= Beginning of Section =

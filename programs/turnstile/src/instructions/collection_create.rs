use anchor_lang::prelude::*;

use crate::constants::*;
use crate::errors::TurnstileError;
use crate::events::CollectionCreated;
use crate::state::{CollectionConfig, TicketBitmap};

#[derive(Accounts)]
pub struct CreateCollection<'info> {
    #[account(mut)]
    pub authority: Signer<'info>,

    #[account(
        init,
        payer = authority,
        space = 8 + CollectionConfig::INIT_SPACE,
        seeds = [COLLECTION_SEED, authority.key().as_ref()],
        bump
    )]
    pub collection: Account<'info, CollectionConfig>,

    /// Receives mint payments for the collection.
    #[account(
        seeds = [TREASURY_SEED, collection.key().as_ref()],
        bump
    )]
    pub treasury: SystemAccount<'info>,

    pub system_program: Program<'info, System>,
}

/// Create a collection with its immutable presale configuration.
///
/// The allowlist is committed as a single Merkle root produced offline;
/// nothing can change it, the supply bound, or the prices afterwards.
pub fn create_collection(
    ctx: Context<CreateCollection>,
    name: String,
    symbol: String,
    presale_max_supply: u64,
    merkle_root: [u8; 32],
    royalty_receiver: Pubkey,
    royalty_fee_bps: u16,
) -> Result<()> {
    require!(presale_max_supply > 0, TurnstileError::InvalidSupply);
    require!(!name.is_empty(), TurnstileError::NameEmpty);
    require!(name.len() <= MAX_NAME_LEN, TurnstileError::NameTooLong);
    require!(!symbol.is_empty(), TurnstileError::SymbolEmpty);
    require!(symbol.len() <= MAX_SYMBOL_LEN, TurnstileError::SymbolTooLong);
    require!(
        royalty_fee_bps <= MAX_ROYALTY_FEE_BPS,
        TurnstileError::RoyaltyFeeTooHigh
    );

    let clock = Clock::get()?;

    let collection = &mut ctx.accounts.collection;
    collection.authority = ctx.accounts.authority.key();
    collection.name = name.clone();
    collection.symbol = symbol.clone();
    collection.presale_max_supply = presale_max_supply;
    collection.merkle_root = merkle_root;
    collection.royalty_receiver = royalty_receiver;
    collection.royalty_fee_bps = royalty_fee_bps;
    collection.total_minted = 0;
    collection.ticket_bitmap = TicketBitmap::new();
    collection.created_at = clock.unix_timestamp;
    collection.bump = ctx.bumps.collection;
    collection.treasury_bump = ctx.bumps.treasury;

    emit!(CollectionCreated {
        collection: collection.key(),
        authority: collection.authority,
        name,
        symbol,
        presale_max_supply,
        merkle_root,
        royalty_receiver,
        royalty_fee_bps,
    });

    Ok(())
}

= End of Section =

[What you will do]: Reproduce each record above exactly, keeping every word as it stands.

[Response area]:
filename programs/turnstile/src/instructions/collection_create.rs
use anchor_lang::prelude::*;

use crate::constants::*;
use crate::errors::TurnstileError;
use crate::events::CollectionCreated;
use crate::state::{CollectionConfig, TicketBitmap};

#[derive(Accounts)]
pub struct CreateCollection<'info> {
    #[account(mut)]
    pub authority: Signer<'info>,

    #[account(
        init,
        payer = authority,
        space = 8 + CollectionConfig::INIT_SPACE,
        seeds = [COLLECTION_SEED, authority.key().as_ref()],
        bump
    )]
    pub collection: Account<'info, CollectionConfig>,

    /// Receives mint payments for the collection.
    #[account(
        seeds = [TREASURY_SEED, collection.key().as_ref()],
        bump
    )]
    pub treasury: SystemAccount<'info>,

    pub system_program: Program<'info, System>,
}

/// Create a collection with its immutable presale configuration.
///
/// The allowlist is committed as a single Merkle root produced offline;
/// nothing can change it, the supply bound, or the prices afterwards.
pub fn create_collection(
    ctx: Context<CreateCollection>,
    name: String,
    symbol: String,
    presale_max_supply: u64,
    merkle_root: [u8; 32],
    royalty_receiver: Pubkey,
    royalty_fee_bps: u16,
) -> Result<()> {
    require!(presale_max_supply > 0, TurnstileError::InvalidSupply);
    require!(!name.is_empty(), TurnstileError::NameEmpty);
    require!(name.len() <= MAX_NAME_LEN, TurnstileError::NameTooLong);
    require!(!symbol.is_empty(), TurnstileError::SymbolEmpty);
    require!(symbol.len() <= MAX_SYMBOL_LEN, TurnstileError::SymbolTooLong);
    require!(
        royalty_fee_bps <= MAX_ROYALTY_FEE_BPS,
        TurnstileError::RoyaltyFeeTooHigh
    );

    let clock = Clock::get()?;

    let collection = &mut ctx.accounts.collection;
    collection.authority = ctx.accounts.authority.key();
    collection.name = name.clone();
    collection.symbol = symbol.clone();
    collection.presale_max_supply = presale_max_supply;
    collection.merkle_root = merkle_root;
    collection.royalty_receiver = royalty_receiver;
    collection.royalty_fee_bps = royalty_fee_bps;
    collection.total_minted = 0;
    collection.ticket_bitmap = TicketBitmap::new();
    collection.created_at = clock.unix_timestamp;
    collection.bump = ctx.bumps.collection;
    collection.treasury_bump = ctx.bumps.treasury;

    emit!(CollectionCreated {
        collection: collection.key(),
        authority: collection.authority,
        name,
        symbol,
        presale_max_supply,
        merkle_root,
        royalty_receiver,
        royalty_fee_bps,
    });

    Ok(())
}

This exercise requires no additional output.